You will have a 5 days inspection free of charge period before committing to buy my vehicle. If you decide to buy it, you'll receive all the papers, and a buy-sell contract already signed on your name.
Here is how it will work:
First of all I will need the following details from you:
Full Name
Full Shipping Address
Your Phone Number
After I will receive the details from you, I will forward them to eBay Motors.
After they will process your info, they will send us both invoices.
Thanks, Corinne


----------



## SWLABR

That Vette is not at Donnelly Ford!!! 

I know a guy… it’s a scam.


----------



## tomee2

For non scamming fun daydreaming, try Maple Motors on YouTube. A new "fun" car every few days, for sale in a US state far enough away to not be tempting, but real enough to still maybe be a little bit tempting.


----------



## Diablo

Everything I’ve read/heard lately is that it’s a sellers market for cars.


----------



## 2manyGuitars

I'd putter around in this for $17,500


----------



## JBFairthorne

There are lots of roadworthy, vintage options available in the $15k or less range. There are all sorts of undesirable or less desirable engines, or less rare sedan or coupes rather than fast backs or convertibles. There are lots of interesting, cool, somewhat unappreciated value wise options out there. I’ve been wanting a cool convertible just for the summer.

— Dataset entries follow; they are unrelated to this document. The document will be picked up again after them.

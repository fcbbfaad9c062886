//! Engine configuration.
//!
//! Every option has a default matching the stock server setup, so an empty
//! environment yields a working engine. Values are read from `REVENGE_*`
//! environment variables (after `.env` loading in `main`).
//!
//! List options are comma separated: `REVENGE_REPLY_COMMANDS=reply,r`.

use std::str::FromStr;
use std::time::Duration;

use revenge_domain::PlayerId;

const PREFIX: &str = "REVENGE_";

/// Default spacing between repeats of one notification.
pub const DEFAULT_REPEAT_DELAY_SECS: u64 = 5;

/// Padding budget of the RCON warn transport.
pub const DEFAULT_MAX_PADDING: usize = 97;

#[derive(Debug, thiserror::Error, PartialEq, Eq)]
pub enum ConfigError {
    #[error("{var}: expected {expected}, got {value:?}")]
    Invalid {
        var: String,
        expected: &'static str,
        value: String,
    },
}

#[derive(Debug, Clone, PartialEq)]
pub struct EngineConfig {
    // Command words (without the leading `!`)
    pub reply_commands: Vec<String>,
    pub show_real_name_commands: Vec<String>,
    pub show_my_message_commands: Vec<String>,
    pub notices_on_commands: Vec<String>,
    pub notices_off_commands: Vec<String>,

    // Features
    pub use_alternate_names: bool,
    pub use_alternate_labels: bool,
    pub notify_attacker_on_seed: bool,
    pub attacker_notices_enabled: bool,

    // Match lifecycle
    pub clear_wounds_on_new_match: bool,
    pub reset_notices_on_new_match: bool,
    pub seed_gamemode: String,

    // Delivery
    pub messages_to_victim: u32,
    pub repeat_delay: Duration,
    pub max_padding: usize,
    pub padding_char: char,

    pub privileged_players: Vec<PlayerId>,
}

impl Default for EngineConfig {
    fn default() -> Self {
        Self {
            reply_commands: words(&["reply"]),
            show_real_name_commands: words(&["realname"]),
            show_my_message_commands: words(&["showmessage", "mymessage"]),
            notices_on_commands: words(&["killnotices"]),
            notices_off_commands: words(&["nokillnotices"]),
            use_alternate_names: true,
            use_alternate_labels: true,
            notify_attacker_on_seed: true,
            attacker_notices_enabled: true,
            clear_wounds_on_new_match: false,
            reset_notices_on_new_match: true,
            seed_gamemode: "Seed".to_string(),
            messages_to_victim: 1,
            repeat_delay: Duration::from_secs(DEFAULT_REPEAT_DELAY_SECS),
            max_padding: DEFAULT_MAX_PADDING,
            padding_char: '\u{00A0}',
            privileged_players: Vec::new(),
        }
    }
}

impl EngineConfig {
    /// Load from the process environment.
    pub fn from_env() -> Result<Self, ConfigError> {
        Self::from_lookup(|key| std::env::var(key).ok())
    }

    /// Load using an arbitrary key lookup (keys include the `REVENGE_` prefix).
    pub fn from_lookup<F>(lookup: F) -> Result<Self, ConfigError>
    where
        F: Fn(&str) -> Option<String>,
    {
        let env = Lookup(lookup);
        let mut config = Self::default();

        env.list("REPLY_COMMANDS", &mut config.reply_commands);
        env.list("SHOW_REAL_NAME_COMMANDS", &mut config.show_real_name_commands);
        env.list("SHOW_MY_MESSAGE_COMMANDS", &mut config.show_my_message_commands);
        env.list("NOTICES_ON_COMMANDS", &mut config.notices_on_commands);
        env.list("NOTICES_OFF_COMMANDS", &mut config.notices_off_commands);

        env.flag("USE_ALTERNATE_NAMES", &mut config.use_alternate_names)?;
        env.flag("USE_ALTERNATE_LABELS", &mut config.use_alternate_labels)?;
        env.flag("NOTIFY_ATTACKER_ON_SEED", &mut config.notify_attacker_on_seed)?;
        env.flag("ATTACKER_NOTICES_ENABLED", &mut config.attacker_notices_enabled)?;
        env.flag("CLEAR_WOUNDS_ON_NEW_MATCH", &mut config.clear_wounds_on_new_match)?;
        env.flag("RESET_NOTICES_ON_NEW_MATCH", &mut config.reset_notices_on_new_match)?;

        if let Some(mode) = env.get("SEED_GAMEMODE") {
            config.seed_gamemode = mode;
        }

        env.number("MESSAGES_TO_VICTIM", &mut config.messages_to_victim)?;
        env.number("MAX_PADDING", &mut config.max_padding)?;

        let mut delay_secs = config.repeat_delay.as_secs();
        env.number("REPEAT_DELAY_SECS", &mut delay_secs)?;
        config.repeat_delay = Duration::from_secs(delay_secs);

        if let Some(raw) = env.get("PADDING_CHAR") {
            let mut chars = raw.chars();
            match (chars.next(), chars.next()) {
                (Some(c), None) => config.padding_char = c,
                _ => return Err(invalid("PADDING_CHAR", "a single character", raw)),
            }
        }

        let mut privileged = Vec::new();
        env.list("PRIVILEGED_PLAYERS", &mut privileged);
        config.privileged_players = privileged.into_iter().map(PlayerId::new).collect();

        config.validate()?;
        Ok(config)
    }

    /// Repeat `i` of a notification carries `min(i, max_padding)` padding
    /// characters, so every repeat is distinct only while the repeat count
    /// stays within `max_padding + 1`. Replies and teamkill rebukes go out
    /// twice, which needs at least one padding character.
    pub fn validate(&self) -> Result<(), ConfigError> {
        if self.max_padding < 1 {
            return Err(invalid(
                "MAX_PADDING",
                "at least 1",
                self.max_padding.to_string(),
            ));
        }
        if self.messages_to_victim as usize > self.max_padding + 1 {
            return Err(invalid(
                "MESSAGES_TO_VICTIM",
                "at most REVENGE_MAX_PADDING + 1",
                self.messages_to_victim.to_string(),
            ));
        }
        Ok(())
    }

    /// Hint appended to victim messages when the attacker has no label.
    pub fn default_label(&self) -> String {
        let command = self
            .reply_commands
            .first()
            .map(String::as_str)
            .unwrap_or("reply");
        format!("!{command} TEXT sends them your message")
    }
}

fn words(list: &[&str]) -> Vec<String> {
    list.iter().map(|s| s.to_string()).collect()
}

fn invalid(var: &str, expected: &'static str, value: String) -> ConfigError {
    ConfigError::Invalid {
        var: format!("{PREFIX}{var}"),
        expected,
        value,
    }
}

struct Lookup<F>(F);

impl<F> Lookup<F>
where
    F: Fn(&str) -> Option<String>,
{
    fn get(&self, key: &str) -> Option<String> {
        (self.0)(&format!("{PREFIX}{key}"))
            .map(|v| v.trim().to_string())
            .filter(|v| !v.is_empty())
    }

    fn list(&self, key: &str, target: &mut Vec<String>) {
        if let Some(raw) = self.get(key) {
            *target = raw
                .split(',')
                .map(|s| s.trim().trim_start_matches('!').to_lowercase())
                .filter(|s| !s.is_empty())
                .collect();
        }
    }

    fn flag(&self, key: &str, target: &mut bool) -> Result<(), ConfigError> {
        let Some(raw) = self.get(key) else {
            return Ok(());
        };
        *target = match raw.to_ascii_lowercase().as_str() {
            "1" | "true" | "yes" | "on" => true,
            "0" | "false" | "no" | "off" => false,
            _ => return Err(invalid(key, "a boolean", raw)),
        };
        Ok(())
    }

    fn number<T: FromStr>(&self, key: &str, target: &mut T) -> Result<(), ConfigError> {
        if let Some(raw) = self.get(key) {
            *target = raw
                .parse()
                .map_err(|_| invalid(key, "a non-negative integer", raw))?;
        }
        Ok(())
    }
}

#[cfg(test)]
mod tests {
    use std::collections::HashMap;

    use super::*;

    fn load(pairs: &[(&str, &str)]) -> Result<EngineConfig, ConfigError> {
        let vars: HashMap<String, String> = pairs
            .iter()
            .map(|(k, v)| (k.to_string(), v.to_string()))
            .collect();
        EngineConfig::from_lookup(|key| vars.get(key).cloned())
    }

    #[test]
    fn empty_environment_yields_defaults() {
        assert_eq!(load(&[]).unwrap(), EngineConfig::default());
    }

    #[test]
    fn lists_are_split_trimmed_and_lowercased() {
        let config = load(&[("REVENGE_REPLY_COMMANDS", " Reply, !r ,, revenge")]).unwrap();
        assert_eq!(config.reply_commands, vec!["reply", "r", "revenge"]);
    }

    #[test]
    fn scalar_options_override_defaults() {
        let config = load(&[
            ("REVENGE_MESSAGES_TO_VICTIM", "3"),
            ("REVENGE_REPEAT_DELAY_SECS", "2"),
            ("REVENGE_CLEAR_WOUNDS_ON_NEW_MATCH", "yes"),
            ("REVENGE_SEED_GAMEMODE", "Training"),
            ("REVENGE_PADDING_CHAR", "\u{200B}"),
            ("REVENGE_PRIVILEGED_PLAYERS", "a,b"),
        ])
        .unwrap();

        assert_eq!(config.messages_to_victim, 3);
        assert_eq!(config.repeat_delay, Duration::from_secs(2));
        assert!(config.clear_wounds_on_new_match);
        assert_eq!(config.seed_gamemode, "Training");
        assert_eq!(config.padding_char, '\u{200B}');
        assert_eq!(
            config.privileged_players,
            vec![PlayerId::new("a"), PlayerId::new("b")]
        );
    }

    #[test]
    fn invalid_values_name_the_variable() {
        let err = load(&[("REVENGE_USE_ALTERNATE_NAMES", "maybe")]).unwrap_err();
        assert_eq!(
            err,
            ConfigError::Invalid {
                var: "REVENGE_USE_ALTERNATE_NAMES".to_string(),
                expected: "a boolean",
                value: "maybe".to_string(),
            }
        );

        assert!(load(&[("REVENGE_MESSAGES_TO_VICTIM", "-1")]).is_err());
        assert!(load(&[("REVENGE_PADDING_CHAR", "ab")]).is_err());
    }

    #[test]
    fn repeats_beyond_padding_budget_are_rejected() {
        assert_eq!(
            load(&[("REVENGE_MAX_PADDING", "0")]).unwrap_err(),
            ConfigError::Invalid {
                var: "REVENGE_MAX_PADDING".to_string(),
                expected: "at least 1",
                value: "0".to_string(),
            }
        );

        let err = load(&[
            ("REVENGE_MAX_PADDING", "3"),
            ("REVENGE_MESSAGES_TO_VICTIM", "5"),
        ])
        .unwrap_err();
        assert!(matches!(
            err,
            ConfigError::Invalid { ref var, .. } if var == "REVENGE_MESSAGES_TO_VICTIM"
        ));

        let config = load(&[
            ("REVENGE_MAX_PADDING", "3"),
            ("REVENGE_MESSAGES_TO_VICTIM", "4"),
        ])
        .unwrap();
        assert_eq!(config.messages_to_victim, 4);
        assert!(EngineConfig::default().validate().is_ok());
    }

    #[test]
    fn default_label_uses_first_reply_command() {
        let config = load(&[("REVENGE_REPLY_COMMANDS", "revenge,reply")]).unwrap();
        assert_eq!(config.default_label(), "!revenge TEXT sends them your message");
    }
}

The old Mercedes 350-560 SLs are definitely on my radar. Loved them in the 80s before they switched to that bulkier version.

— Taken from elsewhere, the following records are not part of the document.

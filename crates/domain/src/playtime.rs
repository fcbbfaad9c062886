use serde::{Deserialize, Serialize};

const SECONDS_PER_HOUR: f64 = 3600.0;

/// Known playtime of a player, or the sentinel used when the lookup failed or
/// had no data.
#[derive(Debug, Clone, Copy, PartialEq, Default, Serialize, Deserialize)]
pub enum Playtime {
    Hours(f64),
    #[default]
    Unknown,
}

impl Playtime {
    pub fn from_seconds(seconds: u64) -> Self {
        Self::Hours(seconds as f64 / SECONDS_PER_HOUR)
    }

    /// Inline suffix for messages: `" with 120 hours"`, or empty when unknown.
    pub fn suffix(&self) -> String {
        match self {
            Self::Hours(hours) => format!(" with {:.0} hours", hours),
            Self::Unknown => String::new(),
        }
    }
}
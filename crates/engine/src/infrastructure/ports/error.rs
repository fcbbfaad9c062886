//! Error types for port operations.

use revenge_domain::PlayerId;

/// Profile storage errors with context for debugging.
#[derive(Debug, thiserror::Error)]
pub enum RepoError {
    /// Storage operation failed - includes operation name for tracing.
    #[error("Database error in {operation}: {message}")]
    Database {
        operation: &'static str,
        message: String,
    },
}

impl RepoError {
    /// Create a Database error with operation context.
    pub fn database(operation: &'static str, message: impl ToString) -> Self {
        Self::Database {
            operation,
            message: message.to_string(),
        }
    }
}

#[derive(Debug, Clone, thiserror::Error)]
pub enum PlaytimeError {
    #[error("Playtime request failed: {0}")]
    RequestFailed(String),
    #[error("Invalid response: {0}")]
    InvalidResponse(String),
}

#[derive(Debug, Clone, thiserror::Error)]
pub enum TransportError {
    #[error("Player {0} is not connected")]
    NotConnected(PlayerId),
    #[error("Send failed: {0}")]
    SendFailed(String),
}
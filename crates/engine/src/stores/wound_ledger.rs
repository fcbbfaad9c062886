//! Per-ordered-pair wound counts for the current match.

use dashmap::DashMap;
use revenge_domain::{PersonalScore, PlayerId};

/// Cumulative wounds keyed by `(attacker, victim)`.
///
/// A missing entry means zero. Counts only grow until [`WoundLedger::clear`].
#[derive(Debug, Default)]
pub struct WoundLedger {
    wounds: DashMap<(PlayerId, PlayerId), u32>,
}

impl WoundLedger {
    pub fn new() -> Self {
        Self::default()
    }

    /// Count one wound from `attacker` on `victim` and return the new total.
    pub fn record_wound(&self, attacker: &PlayerId, victim: &PlayerId) -> u32 {
        let mut count = self
            .wounds
            .entry((attacker.clone(), victim.clone()))
            .or_insert(0);
        *count = count.saturating_add(1);
        *count
    }

    pub fn get_wounds(&self, attacker: &PlayerId, victim: &PlayerId) -> u32 {
        self.wounds
            .get(&(attacker.clone(), victim.clone()))
            .map(|count| *count)
            .unwrap_or(0)
    }

    /// Rivalry score seen from `viewer` against `opponent`.
    pub fn score(&self, viewer: &PlayerId, opponent: &PlayerId) -> PersonalScore {
        PersonalScore::new(
            self.get_wounds(viewer, opponent),
            self.get_wounds(opponent, viewer),
        )
    }

    pub fn clear(&self) {
        self.wounds.clear();
    }

    pub fn is_empty(&self) -> bool {
        self.wounds.is_empty()
    }
}

#[cfg(test)]
mod tests {
    use std::sync::Arc;

    use super::*;

    fn id(s: &str) -> PlayerId {
        PlayerId::new(s)
    }

    #[test]
    fn unrecorded_pair_has_zero_wounds() {
        let ledger = WoundLedger::new();
        assert_eq!(ledger.get_wounds(&id("a"), &id("b")), 0);
    }

    #[test]
    fn counts_are_per_ordered_pair() {
        let ledger = WoundLedger::new();
        let (a, b, c) = (id("a"), id("b"), id("c"));

        ledger.record_wound(&a, &b);
        ledger.record_wound(&a, &b);
        ledger.record_wound(&b, &a);
        ledger.record_wound(&a, &c);
        ledger.record_wound(&c, &b);

        assert_eq!(ledger.get_wounds(&a, &b), 2);
        assert_eq!(ledger.get_wounds(&b, &a), 1);
        assert_eq!(ledger.score(&a, &b), PersonalScore::new(2, 1));
        assert_eq!(ledger.score(&b, &a), PersonalScore::new(1, 2));
    }

    #[test]
    fn record_returns_running_total() {
        let ledger = WoundLedger::new();
        assert_eq!(ledger.record_wound(&id("a"), &id("b")), 1);
        assert_eq!(ledger.record_wound(&id("a"), &id("b")), 2);
    }

    #[test]
    fn clear_forgets_every_pair() {
        let ledger = WoundLedger::new();
        ledger.record_wound(&id("a"), &id("b"));
        ledger.record_wound(&id("b"), &id("c"));

        ledger.clear();

        assert!(ledger.is_empty());
        assert_eq!(ledger.get_wounds(&id("a"), &id("b")), 0);
    }

    #[tokio::test(flavor = "multi_thread", worker_threads = 4)]
    async fn concurrent_wounds_are_not_lost() {
        let ledger = Arc::new(WoundLedger::new());
        let mut tasks = Vec::new();

        for _ in 0..8 {
            let ledger = ledger.clone();
            tasks.push(tokio::spawn(async move {
                for _ in 0..250 {
                    ledger.record_wound(&id("a"), &id("b"));
                    tokio::task::yield_now().await;
                }
            }));
        }
        for task in tasks {
            task.await.unwrap();
        }

        assert_eq!(ledger.get_wounds(&id("a"), &id("b")), 2000);
    }
}
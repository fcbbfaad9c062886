//! Player-facing message texts.

use revenge_domain::{PersonalScore, Playtime};

pub const NO_ATTACKER: &str = "Could not find your last attacker";
pub const ALREADY_REPLIED: &str = "You already sent a message to your last attacker";
pub const NO_PERMISSION: &str = "You are not allowed to change kill notices";
pub const NOTICES_ON: &str = "Kill notices enabled for this match";
pub const NOTICES_OFF: &str = "Kill notices disabled";

/// Shown to the victim after a wound.
pub fn victim_notice(
    attacker_name: &str,
    playtime: Playtime,
    score: PersonalScore,
    label: &str,
) -> String {
    format!(
        "➼ enemy '{attacker_name}'{}\nPersonal score: {score}\n\n{label}",
        playtime.suffix()
    )
}

/// Shown to the attacker after a wound, when they get notices.
pub fn attacker_notice(
    victim_name: &str,
    playtime: Playtime,
    damage: Option<f32>,
    score: PersonalScore,
    seed_phase: bool,
) -> String {
    let mut text = format!("You killed '{victim_name}'{}", playtime.suffix());
    if let Some(damage) = damage {
        text.push_str(&format!("\nDamage: {damage:.0}"));
    }
    text.push_str(&format!("\nPersonal score: {score}"));
    if seed_phase {
        text.push_str("\n\nKeep it up :-) This message is shown only on seed");
    }
    text
}

pub fn teamkill_victim(attacker_name: &str) -> String {
    format!("You were killed by your teammate {attacker_name}")
}

pub fn teamkill_attacker(victim_name: &str) -> String {
    format!("You killed an ally! {victim_name}. Apologize to them!")
}

pub fn relayed(sender_name: &str, message: &str) -> String {
    format!("{sender_name} relayed: {message}")
}

pub fn relay_confirmed(attacker_name: &str) -> String {
    format!("Your message was relayed to {attacker_name}!")
}

pub fn real_name(attacker_name: &str) -> String {
    format!("Real name of your last attacker: {attacker_name}")
}
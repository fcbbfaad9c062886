use std::fmt;

use serde::{Deserialize, Serialize};

macro_rules! define_id {
    ($name:ident) => {
        /// Opaque identifier issued by the game server (e.g. a Steam ID).
        #[derive(Debug, Clone, PartialEq, Eq, Hash, PartialOrd, Ord, Serialize, Deserialize)]
        #[serde(transparent)]
        pub struct $name(String);

        impl $name {
            pub fn new(value: impl Into<String>) -> Self {
                Self(value.into())
            }

            pub fn as_str(&self) -> &str {
                &self.0
            }
        }

        impl fmt::Display for $name {
            fn fmt(&self, f: &mut fmt::Formatter<'_>) -> fmt::Result {
                f.write_str(&self.0)
            }
        }

        impl From<&str> for $name {
            fn from(value: &str) -> Self {
                Self(value.to_string())
            }
        }

        impl From<String> for $name {
            fn from(value: String) -> Self {
                Self(value)
            }
        }

        impl From<$name> for String {
            fn from(value: $name) -> Self {
                value.0
            }
        }
    };
}

define_id!(PlayerId);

I’m not sure what 60s or 70s cheap British roadsters are going for now. Or old Datsun/Nissan 220 - 240 SXs. They were pretty cool.

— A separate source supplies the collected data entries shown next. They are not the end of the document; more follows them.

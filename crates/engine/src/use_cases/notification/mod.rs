//! Notification delivery through the deduplicating game-server transport.
//!
//! The transport collapses identical payloads sent to the same player close
//! together. Every repeat therefore carries a different amount of invisible
//! padding, and repeats are spaced by a delay so the client shows each one as
//! its own notice.

use std::sync::Arc;
use std::time::Duration;

use dashmap::DashMap;
use revenge_domain::PlayerId;
use tokio::sync::Mutex;

use crate::infrastructure::config::{EngineConfig, DEFAULT_MAX_PADDING, DEFAULT_REPEAT_DELAY_SECS};
use crate::infrastructure::ports::{DelayPort, TransportPort};

/// One message to one player, possibly repeated.
#[derive(Debug, Clone, PartialEq)]
pub struct PendingNotification {
    pub recipient: PlayerId,
    pub body: String,
    pub repeat: u32,
    /// Spacing between repeats; `None` uses the channel default.
    pub delay: Option<Duration>,
}

impl PendingNotification {
    pub fn new(recipient: PlayerId, body: impl Into<String>) -> Self {
        Self {
            recipient,
            body: body.into(),
            repeat: 1,
            delay: None,
        }
    }

    pub fn repeat(mut self, repeat: u32) -> Self {
        self.repeat = repeat;
        self
    }

    pub fn delay(mut self, delay: Duration) -> Self {
        self.delay = Some(delay);
        self
    }
}

#[derive(Debug, Clone, Copy, PartialEq)]
pub struct DeliverySettings {
    pub default_delay: Duration,
    pub padding_char: char,
    /// Upper bound on padding characters appended to one payload.
    pub max_padding: usize,
}

impl Default for DeliverySettings {
    fn default() -> Self {
        Self {
            default_delay: Duration::from_secs(DEFAULT_REPEAT_DELAY_SECS),
            padding_char: '\u{00A0}',
            max_padding: DEFAULT_MAX_PADDING,
        }
    }
}

impl From<&EngineConfig> for DeliverySettings {
    fn from(config: &EngineConfig) -> Self {
        Self {
            default_delay: config.repeat_delay,
            padding_char: config.padding_char,
            max_padding: config.max_padding,
        }
    }
}

/// Delivers notifications with dedup-defeating padding and spaced repeats.
///
/// Deliveries to the same recipient are queued FIFO: a second notification
/// waits until every repeat of the first has been sent. Different recipients
/// never wait on each other.
pub struct NotificationChannel {
    transport: Arc<dyn TransportPort>,
    delay: Arc<dyn DelayPort>,
    settings: DeliverySettings,
    queues: DashMap<PlayerId, Arc<Mutex<()>>>,
}

impl NotificationChannel {
    pub fn new(
        transport: Arc<dyn TransportPort>,
        delay: Arc<dyn DelayPort>,
        settings: DeliverySettings,
    ) -> Self {
        Self {
            transport,
            delay,
            settings,
            queues: DashMap::new(),
        }
    }

    /// Send `notification.repeat` distinct payloads.
    ///
    /// Send failures are logged and not retried; the remaining repeats are
    /// still attempted. Runs to completion once started.
    pub async fn deliver(&self, notification: PendingNotification) {
        if notification.repeat == 0 {
            return;
        }

        let queue = self.queue_for(&notification.recipient);
        let guard = queue.lock().await;

        self.send_repeats(&notification).await;

        drop(guard);
        drop(queue);
        self.queues
            .remove_if(&notification.recipient, |_, q| Arc::strong_count(q) == 1);
    }

    /// Payload for the `index`-th repeat.
    pub fn payload(&self, body: &str, index: usize) -> String {
        let padding = index.min(self.settings.max_padding);
        let mut text = String::with_capacity(body.len() + padding * 2);
        text.push_str(body);
        text.extend(std::iter::repeat(self.settings.padding_char).take(padding));
        text
    }

    async fn send_repeats(&self, notification: &PendingNotification) {
        let repeat = notification.repeat as usize;
        let delay = notification.delay.unwrap_or(self.settings.default_delay);

        for index in 0..repeat {
            let text = self.payload(&notification.body, index);
            match self.transport.send(&notification.recipient, &text).await {
                Ok(()) => tracing::debug!(
                    recipient = %notification.recipient,
                    attempt = index + 1,
                    repeat,
                    "Notification sent"
                ),
                Err(e) => tracing::warn!(
                    recipient = %notification.recipient,
                    attempt = index + 1,
                    repeat,
                    error = %e,
                    "Failed to send notification"
                ),
            }

            if index + 1 < repeat {
                self.delay.sleep(delay).await;
            }
        }
    }

    fn queue_for(&self, recipient: &PlayerId) -> Arc<Mutex<()>> {
        self.queues
            .entry(recipient.clone())
            .or_default()
            .value()
            .clone()
    }
}

#[cfg(test)]
mod tests {
    use std::collections::HashSet;

    use super::*;
    use crate::infrastructure::ports::{MockDelayPort, MockTransportPort, TransportError};
    use crate::test_fixtures::transport_mocks::{visible, Timeline, TimelineEvent};

    const PAD: char = '\u{00A0}';

    fn channel(timeline: &Arc<Timeline>) -> NotificationChannel {
        NotificationChannel::new(
            timeline.transport(),
            timeline.delay(),
            DeliverySettings::default(),
        )
    }

    #[tokio::test]
    async fn single_delivery_sends_plain_body_without_delay() {
        let timeline = Timeline::new();
        let r = PlayerId::new("r");

        channel(&timeline)
            .deliver(PendingNotification::new(r.clone(), "msg"))
            .await;

        assert_eq!(
            timeline.events(),
            vec![TimelineEvent::Sent {
                to: r,
                text: "msg".to_string()
            }]
        );
    }

    #[tokio::test]
    async fn repeats_are_distinct_spaced_and_visibly_identical() {
        let timeline = Timeline::new();
        let r = PlayerId::new("r");

        channel(&timeline)
            .deliver(
                PendingNotification::new(r.clone(), "msg")
                    .repeat(3)
                    .delay(Duration::from_secs(5)),
            )
            .await;

        let events = timeline.events();
        assert_eq!(events.len(), 5);
        assert!(matches!(events[0], TimelineEvent::Sent { .. }));
        assert!(matches!(events[1], TimelineEvent::Slept(d) if d >= Duration::from_secs(5)));
        assert!(matches!(events[2], TimelineEvent::Sent { .. }));
        assert!(matches!(events[3], TimelineEvent::Slept(d) if d >= Duration::from_secs(5)));
        assert!(matches!(events[4], TimelineEvent::Sent { .. }));

        let payloads = timeline.payloads_to(&r);
        assert_eq!(payloads.len(), 3);
        let distinct: HashSet<&String> = payloads.iter().collect();
        assert_eq!(distinct.len(), 3);
        for payload in &payloads {
            assert_eq!(visible(payload, PAD), "msg");
        }
    }

    #[tokio::test]
    async fn zero_repeat_sends_nothing() {
        let timeline = Timeline::new();

        channel(&timeline)
            .deliver(PendingNotification::new(PlayerId::new("r"), "msg").repeat(0))
            .await;

        assert!(timeline.events().is_empty());
    }

    #[test]
    fn padding_is_capped() {
        let timeline = Timeline::new();
        let channel = NotificationChannel::new(
            timeline.transport(),
            timeline.delay(),
            DeliverySettings {
                max_padding: 2,
                ..DeliverySettings::default()
            },
        );

        assert_eq!(channel.payload("x", 0), "x");
        assert_eq!(channel.payload("x", 1), format!("x{PAD}"));
        assert_eq!(channel.payload("x", 5), format!("x{PAD}{PAD}"));
    }

    #[tokio::test]
    async fn default_delay_applies_when_unset() {
        let timeline = Timeline::new();
        let channel = NotificationChannel::new(
            timeline.transport(),
            timeline.delay(),
            DeliverySettings {
                default_delay: Duration::from_secs(7),
                ..DeliverySettings::default()
            },
        );

        channel
            .deliver(PendingNotification::new(PlayerId::new("r"), "msg").repeat(2))
            .await;

        assert!(timeline
            .events()
            .contains(&TimelineEvent::Slept(Duration::from_secs(7))));
    }

    #[tokio::test]
    async fn failed_send_does_not_stop_remaining_repeats() {
        let mut transport = MockTransportPort::new();
        let mut calls = 0;
        transport.expect_send().times(3).returning(move |player, _| {
            calls += 1;
            if calls == 1 {
                Err(TransportError::NotConnected(player.clone()))
            } else {
                Ok(())
            }
        });
        let mut delay = MockDelayPort::new();
        delay.expect_sleep().times(2).returning(|_| ());

        let channel = NotificationChannel::new(
            Arc::new(transport),
            Arc::new(delay),
            DeliverySettings::default(),
        );

        channel
            .deliver(PendingNotification::new(PlayerId::new("r"), "msg").repeat(3))
            .await;
    }

    #[tokio::test]
    async fn same_recipient_deliveries_do_not_interleave() {
        let timeline = Timeline::new();
        let channel = channel(&timeline);
        let r = PlayerId::new("r");

        tokio::join!(
            channel.deliver(PendingNotification::new(r.clone(), "first").repeat(2)),
            channel.deliver(PendingNotification::new(r.clone(), "second").repeat(2)),
        );

        let visible_order: Vec<String> = timeline
            .payloads_to(&r)
            .iter()
            .map(|p| visible(p, PAD).to_string())
            .collect();
        assert_eq!(visible_order, vec!["first", "first", "second", "second"]);
        assert!(channel.queues.is_empty());
    }

    #[tokio::test]
    async fn different_recipients_do_not_wait_for_each_other() {
        let timeline = Timeline::new();
        let channel = channel(&timeline);
        let (a, b) = (PlayerId::new("a"), PlayerId::new("b"));

        tokio::join!(
            channel.deliver(PendingNotification::new(a.clone(), "to a").repeat(2)),
            channel.deliver(PendingNotification::new(b.clone(), "to b").repeat(2)),
        );

        let recipients: Vec<PlayerId> = timeline
            .events()
            .into_iter()
            .filter_map(|e| match e {
                TimelineEvent::Sent { to, .. } => Some(to),
                TimelineEvent::Slept(_) => None,
            })
            .collect();
        assert_eq!(recipients.len(), 4);

        // b's first send happens while a is still between its repeats.
        let first_b = recipients.iter().position(|r| r == &b).unwrap();
        let last_a = recipients.iter().rposition(|r| r == &a).unwrap();
        assert!(first_b < last_a);
    }
}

There’s lots out there that isn’t ultra expensive, rare engine, factory AC, matching numbers American Muscle or rare European cars. There’s lots of interesting stuff that wasn’t particularly expensive new and they made a bazillion of them so they’re not really rare.


----------



## Roryfan

@JBFairthorne I’ve also been a long time fan of the classic M-B SL roadsters & nearly pulled the trigger on one ~10 years ago. Although it was white & auto it had those bitchin’ bundt wheels so I was still tempted…..until I took it for a test drive. My late-model Passat wagon was twice the car in terms of power & handling. 😕

Last year I finally made my inner 7 year-old boy very happy & pulled the trigger on a 2000 Boxster S. I wanted as analog a driving experience as possible and this 986 delivers in spades! It’s a go-kart for a grown man. Got her on the road (taxes, safetied, new tires & all maintenance performed) for “less than the price of a new KIA”. In fact, I’m going to put down my phone & go row through a few gears.


----------



## cboutilier

JBFairthorne said:


> There are lots of roadworthy, vintage options available in the $15k or less range. There are all sorts of undesirable or less desirable engines, or less rare sedan or coupes rather than fast backs or convertibles. There are lots of interesting, cool, somewhat unappreciated value wise options out there. I’ve been wanting a cool convertible just for the summer.
> 
> The old Mercedes 350-560 SLs are definitely on my radar. Loved them in the 80s before they switched to that bulkier version.
> 
> I’m not sure what 60s or 70s cheap British roadsters are going for now. Or old Datsun/Nissan 220 - 240 SXs. They were pretty cool.
> 
> There’s lots out there that isn’t ultra expensive, rare engine, factory AC, matching numbers American Muscle or rare European cars. There’s lots of interesting stuff that wasn’t particularly expensive new and they made a bazillion of them so they’re not really rare.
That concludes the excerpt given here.